* _TASK BRIEF_
Please tally the lines in the data below that include the string "Outcomes", and reply with only the total.
---
//! FSRS scheduler
//!
//! Given an item's memory state, the review time and (for commits) a rating,
//! computes the next memory state and the log entry to append. Preview and
//! commit share one plan, so a committed review always equals the matching
//! preview branch.

use chrono::{DateTime, Duration, Utc};
use serde::{Deserialize, Serialize};
use tracing::{debug, trace};

use super::algorithm::{
    fuzz_factor, fuzz_interval, fuzz_seed, initial_difficulty, initial_stability, next_difficulty,
    next_forget_stability, next_interval, next_recall_stability, retrievability,
    short_term_stability, MIN_STABILITY,
};
use super::parameters::FSRSParameters;
use crate::error::{Result, SchedulerError};
use crate::memory::{LearningState, MemoryState, Rating, ReviewLog};

// ============================================================================
// RESULTS
// ============================================================================

/// Outcome of one review: the record to persist and the log entry to append
#[derive(Debug, Clone, PartialEq, Serialize, Deserialize)]
pub struct ReviewResult {
    /// Updated memory state
    pub memory: MemoryState,
    /// Review log entry
    pub log: ReviewLog,
}

impl ReviewResult {
    /// Time until the item is due again
    pub fn interval(&self) -> Duration {
        self.memory.due - self.log.review_time
    }

    /// Interval as fractional days
    pub fn interval_days(&self) -> f64 {
        self.interval().num_seconds() as f64 / 86_400.0
    }
}

/// Outcomes for every rating, computed without committing any of them
#[derive(Debug, Clone, PartialEq, Serialize, Deserialize)]
pub struct PreviewResults {
    pub again: ReviewResult,
    pub hard: ReviewResult,
    pub good: ReviewResult,
    pub easy: ReviewResult,
}

impl PreviewResults {
    /// Outcome for one rating
    pub fn get(&self, rating: Rating) -> &ReviewResult {
        match rating {
            Rating::Again => &self.again,
            Rating::Hard => &self.hard,
            Rating::Good => &self.good,
            Rating::Easy => &self.easy,
        }
    }

    /// Take the outcome for one rating
    pub fn into_result(self, rating: Rating) -> ReviewResult {
        match rating {
            Rating::Again => self.again,
            Rating::Hard => self.hard,
            Rating::Good => self.good,
            Rating::Easy => self.easy,
        }
    }

    /// Outcomes in rating order
    pub fn iter(&self) -> impl Iterator<Item = (Rating, &ReviewResult)> {
        Rating::ALL.into_iter().map(move |r| (r, self.get(r)))
    }
}

// ============================================================================
// PLAN
// ============================================================================

/// Candidate memory for one rating
#[derive(Debug, Clone, Copy)]
struct Candidate {
    state: LearningState,
    difficulty: f64,
    stability: f64,
    /// Whole days for Review, zero for sub-day steps
    scheduled_days: u32,
    due: DateTime<Utc>,
}

/// Everything a review at `now` could produce, indexed by rating
struct Plan {
    now: DateTime<Utc>,
    elapsed_days: u32,
    candidates: [Candidate; 4],
}

// ============================================================================
// SCHEDULER
// ============================================================================

/// Spaced-repetition scheduler over one validated parameter set
///
/// Holds no mutable state; share it freely across threads.
#[derive(Debug, Clone)]
pub struct FSRSScheduler {
    params: FSRSParameters,
}

impl Default for FSRSScheduler {
    fn default() -> Self {
        Self {
            params: FSRSParameters::default(),
        }
    }
}

impl FSRSScheduler {
    /// Create a scheduler, rejecting unusable parameters
    pub fn new(params: FSRSParameters) -> Result<Self> {
        params.validate()?;
        Ok(Self { params })
    }

    /// Active parameters
    pub fn parameters(&self) -> &FSRSParameters {
        &self.params
    }

    /// Empty record for a newly introduced item
    pub fn new_item(&self, now: DateTime<Utc>) -> MemoryState {
        MemoryState::new(now)
    }

    /// Whole days since the last review (or since `due` for unreviewed items)
    ///
    /// A reference point in the future is treated as clock skew and clamps to 0.
    pub fn elapsed_days(&self, item: &MemoryState, now: DateTime<Utc>) -> u32 {
        let anchor = item.last_review.unwrap_or(item.due);
        let days = (now - anchor).num_days();
        if days < 0 {
            debug!(
                anchor = %anchor,
                now = %now,
                "Review time precedes last review, clamping elapsed days to 0"
            );
        }
        u32::try_from(days.max(0)).unwrap_or(u32::MAX)
    }

    /// Outcomes for all four ratings; the input is not modified
    pub fn preview(&self, item: &MemoryState, now: DateTime<Utc>) -> Result<PreviewResults> {
        let plan = self.plan(item, now)?;
        trace!(state = %item.state, elapsed_days = plan.elapsed_days, "Previewed review");
        Ok(PreviewResults {
            again: realize(item, &plan, Rating::Again),
            hard: realize(item, &plan, Rating::Hard),
            good: realize(item, &plan, Rating::Good),
            easy: realize(item, &plan, Rating::Easy),
        })
    }

    /// Apply one review
    ///
    /// Identical to the `rating` branch of [`FSRSScheduler::preview`] for the
    /// same item and time.
    pub fn commit(
        &self,
        item: &MemoryState,
        rating: Rating,
        now: DateTime<Utc>,
    ) -> Result<ReviewResult> {
        let plan = self.plan(item, now)?;
        let result = realize(item, &plan, rating);
        debug!(
            rating = %rating,
            from = %item.state,
            to = %result.memory.state,
            stability = result.memory.stability,
            difficulty = result.memory.difficulty,
            scheduled_days = result.memory.scheduled_days,
            "Committed review"
        );
        Ok(result)
    }

    fn plan(&self, item: &MemoryState, now: DateTime<Utc>) -> Result<Plan> {
        validate_item(item)?;
        let elapsed_days = self.elapsed_days(item, now);
        let fuzz = self
            .params
            .enable_fuzz
            .then(|| fuzz_factor(fuzz_seed(now, item.reps, item.difficulty, item.stability)));
        let ctx = PlanContext {
            params: &self.params,
            now,
            elapsed_days,
            fuzz,
        };

        let candidates = match item.state {
            LearningState::New => ctx.from_new()?,
            LearningState::Learning | LearningState::Relearning => ctx.from_short_term(item)?,
            LearningState::Review => ctx.from_review(item)?,
        };

        Ok(Plan {
            now,
            elapsed_days,
            candidates,
        })
    }
}

/// Per-review inputs shared by the four candidates
struct PlanContext<'a> {
    params: &'a FSRSParameters,
    now: DateTime<Utc>,
    elapsed_days: u32,
    fuzz: Option<f64>,
}

impl PlanContext<'_> {
    fn interval(&self, stability: f64) -> u32 {
        let ivl = next_interval(
            stability,
            self.params.desired_retention,
            self.params.maximum_interval,
        );
        match self.fuzz {
            Some(factor) => {
                fuzz_interval(ivl, self.elapsed_days, self.params.maximum_interval, factor)
            }
            None => ivl,
        }
    }

    fn due_after(&self, offset: Duration) -> Result<DateTime<Utc>> {
        self.now.checked_add_signed(offset).ok_or_else(|| {
            SchedulerError::InvalidItemState(format!(
                "next due date is out of range for a review at {}",
                self.now
            ))
        })
    }

    fn in_minutes(&self, state: LearningState, d: f64, s: f64, minutes: u32) -> Result<Candidate> {
        Ok(Candidate {
            state,
            difficulty: d,
            stability: s,
            scheduled_days: 0,
            due: self.due_after(Duration::minutes(i64::from(minutes)))?,
        })
    }

    fn in_days(&self, d: f64, s: f64, days: u32) -> Result<Candidate> {
        Ok(Candidate {
            state: LearningState::Review,
            difficulty: d,
            stability: s,
            scheduled_days: days,
            due: self.due_after(Duration::days(i64::from(days)))?,
        })
    }

    fn from_new(&self) -> Result<[Candidate; 4]> {
        let w = &self.params.weights;
        let steps = &self.params.steps;
        let ds = Rating::ALL.map(|r| (initial_difficulty(w, r), initial_stability(w, r)));
        let [again, hard, good, easy] = ds;

        Ok([
            self.in_minutes(LearningState::Learning, again.0, again.1, steps.new_again_minutes)?,
            self.in_minutes(LearningState::Learning, hard.0, hard.1, steps.new_hard_minutes)?,
            self.in_minutes(LearningState::Learning, good.0, good.1, steps.new_good_minutes)?,
            self.in_days(easy.0, easy.1, self.interval(easy.1))?,
        ])
    }

    fn from_short_term(&self, item: &MemoryState) -> Result<[Candidate; 4]> {
        let w = &self.params.weights;
        let steps = &self.params.steps;
        let ds = Rating::ALL.map(|r| {
            (
                next_difficulty(w, item.difficulty, r),
                short_term_stability(w, item.stability, r),
            )
        });
        let [again, hard, good, easy] = ds;

        let good_ivl = self.interval(good.1);
        let easy_ivl = self.interval(easy.1).max(good_ivl.saturating_add(1));

        Ok([
            self.in_minutes(item.state, again.0, again.1, steps.learning_again_minutes)?,
            self.in_minutes(item.state, hard.0, hard.1, steps.learning_hard_minutes)?,
            self.in_days(good.0, good.1, good_ivl)?,
            self.in_days(easy.0, easy.1, easy_ivl)?,
        ])
    }

    fn from_review(&self, item: &MemoryState) -> Result<[Candidate; 4]> {
        let w = &self.params.weights;
        let r = retrievability(self.elapsed_days as f64, item.stability);
        let d = item.difficulty;
        let s = item.stability;

        let again = (
            next_difficulty(w, d, Rating::Again),
            next_forget_stability(w, d, s, r),
        );
        let [hard, good, easy] = [Rating::Hard, Rating::Good, Rating::Easy]
            .map(|g| (next_difficulty(w, d, g), next_recall_stability(w, d, s, r, g)));

        let mut hard_ivl = self.interval(hard.1);
        let mut good_ivl = self.interval(good.1);
        hard_ivl = hard_ivl.min(good_ivl);
        good_ivl = good_ivl.max(hard_ivl.saturating_add(1));
        let easy_ivl = self.interval(easy.1).max(good_ivl.saturating_add(1));

        Ok([
            self.in_minutes(
                LearningState::Relearning,
                again.0,
                again.1,
                self.params.steps.lapse_minutes,
            )?,
            self.in_days(hard.0, hard.1, hard_ivl)?,
            self.in_days(good.0, good.1, good_ivl)?,
            self.in_days(easy.0, easy.1, easy_ivl)?,
        ])
    }
}

/// Build the persisted record and log entry for one branch of a plan
fn realize(item: &MemoryState, plan: &Plan, rating: Rating) -> ReviewResult {
    let c = plan.candidates[rating.index()];
    let lapses = if item.state == LearningState::Review && !rating.is_success() {
        item.lapses.saturating_add(1)
    } else {
        item.lapses
    };

    let memory = MemoryState {
        stability: c.stability,
        difficulty: c.difficulty,
        elapsed_days: plan.elapsed_days,
        scheduled_days: c.scheduled_days,
        reps: item.reps.saturating_add(1),
        lapses,
        state: c.state,
        due: c.due,
        last_review: Some(plan.now),
    };
    let log = ReviewLog {
        rating,
        state: c.state,
        due: c.due,
        stability: c.stability,
        difficulty: c.difficulty,
        elapsed_days: plan.elapsed_days,
        scheduled_days: c.scheduled_days,
        review_time: plan.now,
    };

    ReviewResult { memory, log }
}

/// Reject records that no sequence of commits could have produced
fn validate_item(item: &MemoryState) -> Result<()> {
    if !item.stability.is_finite() || item.stability < 0.0 {
        return Err(SchedulerError::InvalidItemState(format!(
            "stability must be a finite non-negative number, got {}",
            item.stability
        )));
    }
    if !item.difficulty.is_finite() || item.difficulty < 0.0 {
        return Err(SchedulerError::InvalidItemState(format!(
            "difficulty must be a finite non-negative number, got {}",
            item.difficulty
        )));
    }
    if item.state != LearningState::New && item.stability < MIN_STABILITY {
        return Err(SchedulerError::InvalidItemState(format!(
            "stability must be at least {} in the {} state, got {}",
            MIN_STABILITY, item.state, item.stability
        )));
    }
    Ok(())
}

// ============================================================================
// TESTS
// ============================================================================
---
* _OUTPUT_
3